I am working on a daemon where I need to embed a HTTP server. I am attempting to do it with BaseHTTPServer, which when I run it in the foreground, it works fine, but when I try and fork the daemon into the background, it stops working. My main application continues to work, but BaseHTTPServer does not.
I believe this has something to do with the fact that BaseHTTPServer sends log data to STDOUT and STDERR. I am redirecting those to files. Here is the code snippet:
# Start the HTTP Server
server = HTTPServer((config['HTTPServer']['listen'],config['HTTPServer']['port']),HTTPHandler)
# Fork our process to detach if not told to stay in foreground
if options.foreground is False:
try:
pid = os.fork()
if pid > 0:
logging.info('Parent process ending.')
sys.exit(0)
except OSError, e:
sys.stderr.write("Could not fork: %d (%s)\n" % (e.errno, e.strerror))
sys.exit(1)
# Second fork to put into daemon mode
try:
pid = os.fork()
if pid > 0:
# exit from second parent, print eventual PID before
print 'Daemon has started - PID # %d.' % pid
logging.info('Child forked as PID # %d' % pid)
sys.exit(0)
except OSError, e:
sys.stderr.write("Could not fork: %d (%s)\n" % (e.errno, e.strerror))
sys.exit(1)
logging.debug('After child fork')
# Detach from parent environment
os.chdir('/')
os.setsid()
os.umask(0)
# Close stdin
sys.stdin.close()
# Redirect stdout, stderr
sys.stdout = open('http_access.log', 'w')

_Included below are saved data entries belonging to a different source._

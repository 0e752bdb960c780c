//! A source bound into the federated namespace by an ordered list of rules.

use std::fmt;

use weave_core::{ConfigError, Path, ProjectionConfig};

use crate::parser::ProjectionParser;
use crate::rule::Rule;

/// A named source, optionally one workspace inside it, plus its ordered
/// translation rules.
#[derive(Debug, Clone, PartialEq, Eq)]
pub struct Projection {
    source_name: String,
    workspace: Option<String>,
    rules: Vec<Rule>,
    read_only: bool,
    simple: bool,
}

impl Projection {
    /// Build a projection; at least one rule is required.
    pub fn new(source_name: impl Into<String>, rules: Vec<Rule>) -> Result<Self, ConfigError> {
        let source_name = source_name.into();
        if rules.is_empty() {
            return Err(ConfigError::EmptyProjection { source_name });
        }
        let simple = Self::compute_simple(&rules);
        Ok(Self {
            source_name,
            workspace: None,
            rules,
            read_only: false,
            simple,
        })
    }

    /// Compile a projection from its configuration entry.
    pub fn from_config(
        config: &ProjectionConfig,
        parser: &ProjectionParser,
    ) -> Result<Self, ConfigError> {
        let rules = parser
            .parse_all(config.rules.as_slice())
            .map_err(|error| ConfigError::InvalidRule {
                source_name: config.source.clone(),
                error,
            })?;
        Ok(Self::new(config.source.clone(), rules)?
            .with_workspace(config.workspace.clone())
            .with_read_only(config.read_only))
    }

    /// Bind the projection to a workspace; `None` is the source's default.
    pub fn with_workspace(mut self, workspace: Option<String>) -> Self {
        self.workspace = workspace;
        self
    }

    pub fn with_read_only(mut self, read_only: bool) -> Self {
        self.read_only = read_only;
        self
    }

    pub fn source_name(&self) -> &str {
        &self.source_name
    }

    pub fn workspace(&self) -> Option<&str> {
        self.workspace.as_deref()
    }

    pub fn rules(&self) -> &[Rule] {
        &self.rules
    }

    pub fn is_read_only(&self) -> bool {
        self.read_only
    }

    /// True when no two rules share or nest their federated roots, so each
    /// federated path is served by at most one rule.
    pub fn is_simple(&self) -> bool {
        self.simple
    }

    fn compute_simple(rules: &[Rule]) -> bool {
        rules.iter().enumerate().all(|(i, a)| {
            rules[i + 1..].iter().all(|b| {
                !a.federated_root().is_at_or_above(b.federated_root())
                    && !b.federated_root().is_at_or_above(a.federated_root())
            })
        })
    }

    /// Every source path the federated path maps to, distinct, in rule order.
    pub fn project(&self, federated: &Path) -> Vec<Path> {
        let mut paths: Vec<Path> = Vec::new();
        for rule in &self.rules {
            if let Some(path) = rule.translate_to_source(federated) {
                if !paths.contains(&path) {
                    paths.push(path);
                }
            }
        }
        paths
    }

    /// Translation by the first matching rule.
    pub fn primary_path(&self, federated: &Path) -> Option<Path> {
        self.rules
            .iter()
            .find_map(|rule| rule.translate_to_source(federated))
    }

    /// True when some rule translates the federated path.
    pub fn covers(&self, federated: &Path) -> bool {
        self.primary_path(federated).is_some()
    }

    /// Federated path for a path found in the source, by the first rule that
    /// maps it back.
    pub fn translate_child_location(&self, source: &Path) -> Option<Path> {
        self.rules
            .iter()
            .find_map(|rule| rule.translate_to_federated(source))
    }

    /// Every federated path a source path maps back to, distinct, in rule
    /// order. Rules that mount one source root at several federated roots
    /// yield one path each.
    pub fn translate_child_locations(&self, source: &Path) -> Vec<Path> {
        let mut paths: Vec<Path> = Vec::new();
        for rule in &self.rules {
            if let Some(path) = rule.translate_to_federated(source) {
                if !paths.contains(&path) {
                    paths.push(path);
                }
            }
        }
        paths
    }

    /// Federated roots of the rules, deduplicated, in rule order.
    pub fn top_level_paths(&self) -> Vec<Path> {
        let mut paths: Vec<Path> = Vec::new();
        for rule in &self.rules {
            if !paths.contains(rule.federated_root()) {
                paths.push(rule.federated_root().clone());
            }
        }
        paths
    }

    /// Names of the children of `federated` that lead toward a top-level path
    /// mounted strictly below it.
    ///
    /// A projection that does not translate `/` but mounts `/a` and `/b`
    /// yields `["a", "b"]` at `/`.
    pub fn placeholder_children(&self, federated: &Path) -> Vec<String> {
        let mut names: Vec<String> = Vec::new();
        for top in self.top_level_paths() {
            if !federated.is_ancestor_of(&top) {
                continue;
            }
            if let Some(name) = top.segments().get(federated.len()) {
                if !names.contains(name) {
                    names.push(name.clone());
                }
            }
        }
        names
    }
}

impl fmt::Display for Projection {
    fn fmt(&self, f: &mut fmt::Formatter<'_>) -> fmt::Result {
        write!(f, "{}", self.source_name)?;
        if let Some(workspace) = &self.workspace {
            write!(f, "@{}", workspace)?;
        }
        write!(f, ":")?;
        for (i, rule) in self.rules.iter().enumerate() {
            let sep = if i == 0 { " " } else { "; " };
            write!(f, "{}{}", sep, rule)?;
        }
        if self.read_only {
            write!(f, " (read-only)")?;
        }
        Ok(())
    }
}
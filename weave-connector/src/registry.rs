//! Explicit registry of named sources and their pools.

use std::collections::HashMap;
use std::sync::{Arc, RwLock};

use weave_core::{ConfigError, FederationConfig, PoolConfig, SourceError, SourceResult};

use crate::connection::{
    select_workspace, Connection, ConnectionFactory, ConnectionRequest, RepositorySource,
};
use crate::pool::ConnectionPool;

/// Maps source names to connection pools.
///
/// The registry is passed to whatever needs connections; there is no
/// process-wide lookup by name.
#[derive(Debug, Default)]
pub struct RepositoryRegistry {
    pools: RwLock<HashMap<String, ConnectionPool>>,
}

impl RepositoryRegistry {
    pub fn new() -> Self {
        Self::default()
    }

    /// Register a source with its own pool.
    pub fn register(
        &self,
        source: Arc<dyn RepositorySource>,
        config: PoolConfig,
    ) -> Result<ConnectionPool, ConfigError> {
        let name = source.name().to_string();
        config.validate(&format!("sources.{}.pool", name))?;
        let mut pools = self.pools.write().map_err(|_| ConfigError::InvalidValue {
            field: "registry".to_string(),
            value: name.clone(),
            reason: "registry lock poisoned".to_string(),
        })?;
        if pools.contains_key(&name) {
            return Err(ConfigError::InvalidValue {
                field: "source.name".to_string(),
                value: name,
                reason: "a source with this name is already registered".to_string(),
            });
        }
        let pool = ConnectionPool::new(source, config);
        tracing::debug!(source = %name, "Registered source");
        pools.insert(name, pool.clone());
        Ok(pool)
    }

    /// Register a source using the pool settings declared for it in `config`.
    pub fn register_configured(
        &self,
        source: Arc<dyn RepositorySource>,
        config: &FederationConfig,
    ) -> Result<ConnectionPool, ConfigError> {
        let pool_config = config
            .source(source.name())
            .map(|s| s.pool.clone())
            .unwrap_or_default();
        self.register(source, pool_config)
    }

    pub fn pool(&self, source_name: &str) -> Option<ConnectionPool> {
        self.pools
            .read()
            .ok()
            .and_then(|pools| pools.get(source_name).cloned())
    }

    pub fn source_names(&self) -> Vec<String> {
        let mut names: Vec<String> = self
            .pools
            .read()
            .map(|pools| pools.keys().cloned().collect())
            .unwrap_or_default();
        names.sort();
        names
    }

    /// Shut down every pool.
    pub fn shutdown_all(&self) {
        let pools: Vec<ConnectionPool> = self
            .pools
            .read()
            .map(|pools| pools.values().cloned().collect())
            .unwrap_or_default();
        for pool in pools {
            pool.shutdown();
        }
    }
}

impl RepositoryRegistry {
    fn registered_pool(&self, source_name: &str) -> SourceResult<ConnectionPool> {
        self.pool(source_name)
            .ok_or_else(|| SourceError::Unavailable {
                source_name: source_name.to_string(),
                reason: "no source registered under this name".to_string(),
            })
    }
}

impl ConnectionFactory for RepositoryRegistry {
    fn create_connection(&self, source_name: &str) -> SourceResult<Box<dyn Connection>> {
        let connection = self.registered_pool(source_name)?.acquire()?;
        Ok(Box::new(connection))
    }

    /// Waits on the pool only until the request's token is cancelled.
    fn open_connection(&self, request: &ConnectionRequest<'_>) -> SourceResult<Box<dyn Connection>> {
        let pool = self.registered_pool(request.source_name)?;
        let connection = match request.cancellation {
            Some(token) => pool.acquire_cancellable(token)?,
            None => pool.acquire()?,
        };
        select_workspace(Box::new(connection), request.workspace)
    }
}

sys.stderr = open('http_errors.log', 'w')
# Main Thread Object for Stats
threads = []
logging.debug('Kicking off threads')
while ...
lots of code here
...
server.serve_forever()
Am I doing something wrong here or is BaseHTTPServer somehow prevented from becoming daemonized?
Edit: Updated code to demonstrate the additional, previously missing code flow and that log.debug shows in my forked, background daemon I am hitting code after fork.
After a bit of googling I finally stumbled over this BaseHTTPServer documentation and after that I ended up with:
from BaseHTTPServer import BaseHTTPRequestHandler, HTTPServer
from SocketServer import ThreadingMixIn
class ThreadedHTTPServer(ThreadingMixIn, HTTPServer):
"""Handle requests in a separate thread."""
server = ThreadedHTTPServer((config['HTTPServer']['listen'],config['HTTPServer']['port']), HTTPHandler)
server.serve_forever()
Which for the most part comes after I fork and ended up resolving my problem.
Here's how to do this with the python-daemon library:
from BaseHTTPServer import (HTTPServer, BaseHTTPRequestHandler)
import contextlib
import daemon
from my_app_config import config
# Make the HTTP Server instance.
server = HTTPServer(
(config['HTTPServer']['listen'], config['HTTPServer']['port']),
BaseHTTPRequestHandler)
# Make the context manager for becoming a daemon process.
daemon_context = daemon.DaemonContext()
daemon_context.files_preserve = [server.fileno()]
# Become a daemon process.
with daemon_context:
server.serve_forever()
As usual for a daemon, you need to decide how you will interact with the program after it becomes a daemon. For example, you might register a systemd service, or write a PID file, etc. That's all outside the scope of the question though.
In particular, it's outside the scope of the question to ask: once it's become a daemon process (necessarily detached from any controlling terminal), how do I stop the daemon process? That's up to you to decide, as part of defining the program's behaviour.
You start by instantiating a HTTPServer. But you don't actually tell it to start serving in any of the supplied code. In your child process try calling server.serve_forever().
See this for reference
A simple solution that worked for me was to override the BaseHTTPRequestHandler method log_message(), so we prevent any kind of writing in stdout and avoid problems when demonizing.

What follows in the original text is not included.